実践・考察

「こどもたちが、自ら見つけ、考え、遊ぶ、余白のある環境」 をテーマに、
こどもたちを取り巻くヒト・モノ・コトの環境について研究、考察します。

デジタルネイティブとネイティブジャパニーズ

生まれながらにして、身近にパソコンやインターネットがある世代をデジタルネイティブというそうだ。
スマホの登場によって、その環境はより色濃くなっているといえるだろう。


たしかにデジタル技術の世界に小さい頃から触れていることで、
それを土台に驚くようなアイデアや新たな世界が生まれるということもあるのかもしれない。

 

しかし、もし子どもが、これから生きていく上であらゆる土台を作ろうという時期に、
インプットもアウトプットもデジタルばかりだったなら、
人間はいつ自分の身体を使うのだろうか。

 

一日を24時間と捉えたとき、その中で何時間、画面を見て、何時間、身体を使うのか。
気になるところである。

 

少し話は飛ぶけれど、
日本で伝承されてきた子育ての知恵の一つに、数え年に「つ」がつくの年齢までは、薄味で。

 

というのがあるのだそうだ。
僕は、講座に参加してくれた70代の女性に聞いたのだが、その方もさらに昔、
自分自身のばあちゃんに教わったらしい。

 

数え年に「つ」がつく、つまり、
一つ、二つ、三つ、、、八つ、九つ、とう
9歳まで、食べ物は薄味が良いという教えだ。

 

理由は、味覚の土台を作る時期だから。

 

僕は、発達や食育の研究者なわけでないが、
この言い伝えられた教えというのは、普通に考えてみても、ものすごく理にかなっていると思う。

 

何事も、最初に出会うもの、慣れているものが基準になるのだから。
濃い味を食べ慣れれば、基準は濃い味がその人のゼロとなるわけで。
それより薄味を感じなくなるのは当然だろう。

 

和食のだしは日本の文化とも言われるが、濃い味が中心になりつつある今、
味覚の基準はどこに向うだろうか。

 

と、そんなことを考えるのとつながって、戻ってきたい論点は、
この「つ」の話はデジタルとの付き合い方にも当てハマるのではないかということである。

 

デジタル映像は刺激的だ。
わかりやすく、鮮明で、明るい。
いうなら濃い味だ。
でも濃い味が基準になったとき、人は何を作り出せるのだろうか。

 

その基準が影響しているかどうかはわからないが、
ある園で子どもたちと空き箱で工作をしていて、びっくりするような違和感に出会ったことがある。

 

ティッシュの箱を使ってロボットを作った子がいたのだが、
その子のロボットの名前はティッシュロボ。

 

想像力を使えば、どんなロボットにもなるし、ロボット以外にも、

どんな乗り物、どんな建物、どんな生き物にもなるように思うのだが。
その子は、想像力を使えわないからなのか、使ったことがないからなのか、

見た目のティッシュ箱、そのままの作品なのだった。

 

想像力において、日本の伝統芸能は、例えば和歌や俳句、歌舞伎に能に人形浄瑠璃、僕が好きな落語にしても、

どれも薄味の文化と言えるように思う。
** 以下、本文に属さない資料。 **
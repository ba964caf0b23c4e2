//! Neighbor search: given a particle and its box's 27-stencil, the list of
//! particles within radius `kh` and their paired kernel values (spec §4.3).

use crate::field::Field;
use crate::grid::BoxGrid;
use crate::kernel::{grad_w, w, Kernel};

/// The neighbor set for a single particle. `ids[n]`, `grad_w[n]` and
/// `w[n]` (the latter only when requested) share an index.
pub struct Neighbors {
    pub ids: Vec<usize>,
    pub grad_w: Vec<f64>,
    pub w: Vec<f64>,
}

/// Finds every particle within `kh` of particle `i` by scanning box `b`'s
/// adjacency (including `b` itself). `i` is included in its own neighbor
/// list whenever `r = 0` is within support, matching every call site that
/// needs a term defined at `r=0` (the XSPH weight, the continuity self-term
/// for compact kernels): self-inclusion is therefore unconditional here and
/// left to the physics formulas to drop when a term is ill-defined at
/// `r=0` (open question 3).
pub fn find_neighbors(i: usize, b: usize, field: &Field, grid: &BoxGrid, kh: f64, kernel: Kernel, with_w: bool) -> Neighbors {
    let pos_i = field.pos[i];
    let mut ids = Vec::new();
    let mut grads = Vec::new();
    let mut ws = Vec::new();
    for &cell in grid.adjacent_boxes(b) {
        for &j in grid.particles_in(cell) {
            let r = (field.pos[j] - pos_i).length();
            if r < kh {
                ids.push(j);
                grads.push(grad_w(r, kh, kernel));
                if with_w {
                    ws.push(w(r, kh, kernel));
                }
            }
        }
    }
    Neighbors { ids, grad_w: grads, w: ws }
}

#[cfg(test)]
mod tests {
    use super::*;
    use crate::field::ParticleKind;
    use glam::DVec3;

    #[test]
    fn finds_only_particles_within_radius() {
        let kh = 0.1;
        let mut field = Field::with_capacity(3);
        field.push(DVec3::ZERO, DVec3::ZERO, 1000.0, 0.0, 1.0, ParticleKind::Free);
        field.push(DVec3::new(0.05, 0.0, 0.0), DVec3::ZERO, 1000.0, 0.0, 1.0, ParticleKind::Free);
        field.push(DVec3::new(0.5, 0.0, 0.0), DVec3::ZERO, 1000.0, 0.0, 1.0, ParticleKind::Free);
        let mut grid = BoxGrid::new(DVec3::new(-1.0, -1.0, -1.0), DVec3::new(1.0, 1.0, 1.0), kh);
        grid.sort(&field);
        let b = grid.box_of(field.pos[0]);
        let neighbors = find_neighbors(0, b, &field, &grid, kh, Kernel::CubicSpline, true);
        assert!(neighbors.ids.contains(&0));
        assert!(neighbors.ids.contains(&1));
        assert!(!neighbors.ids.contains(&2));
        assert_eq!(neighbors.ids.len(), neighbors.grad_w.len());
        assert_eq!(neighbors.ids.len(), neighbors.w.len());
    }
}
そして、余白が多い分、個人の想像力が重要となる。

 

でも今のデジタル映像には、見る側の想像の余白はあまりない。
余白なく、受け身の子どもたちの作品の一つの形がティッシュロボなのだとしたら、

それは少し心配になる。(子どもがではなく環境が)

 

総じて思う。
ばあちゃんの子育ての知恵にしても、
和食のだし文化にしても、
伝統芸能にしても、
この日本には「薄味」を感じる価値観が昔からあった。

 

今はどうなのだろう。

 

パソコン、スマホ、タブレット、携帯ゲームにVR、AR、etc

デジタルネイティブも魅力的かもしれないが、
僕としては、ネイティブアメリカンもとい、
ネイティブジャパニーズの教えや文化に魅力を感じられる自身の想像力、感度をもっていたいと思うし、

そういう余白の多い環境が、子どもたちの周りにいっそう充実すればと思う。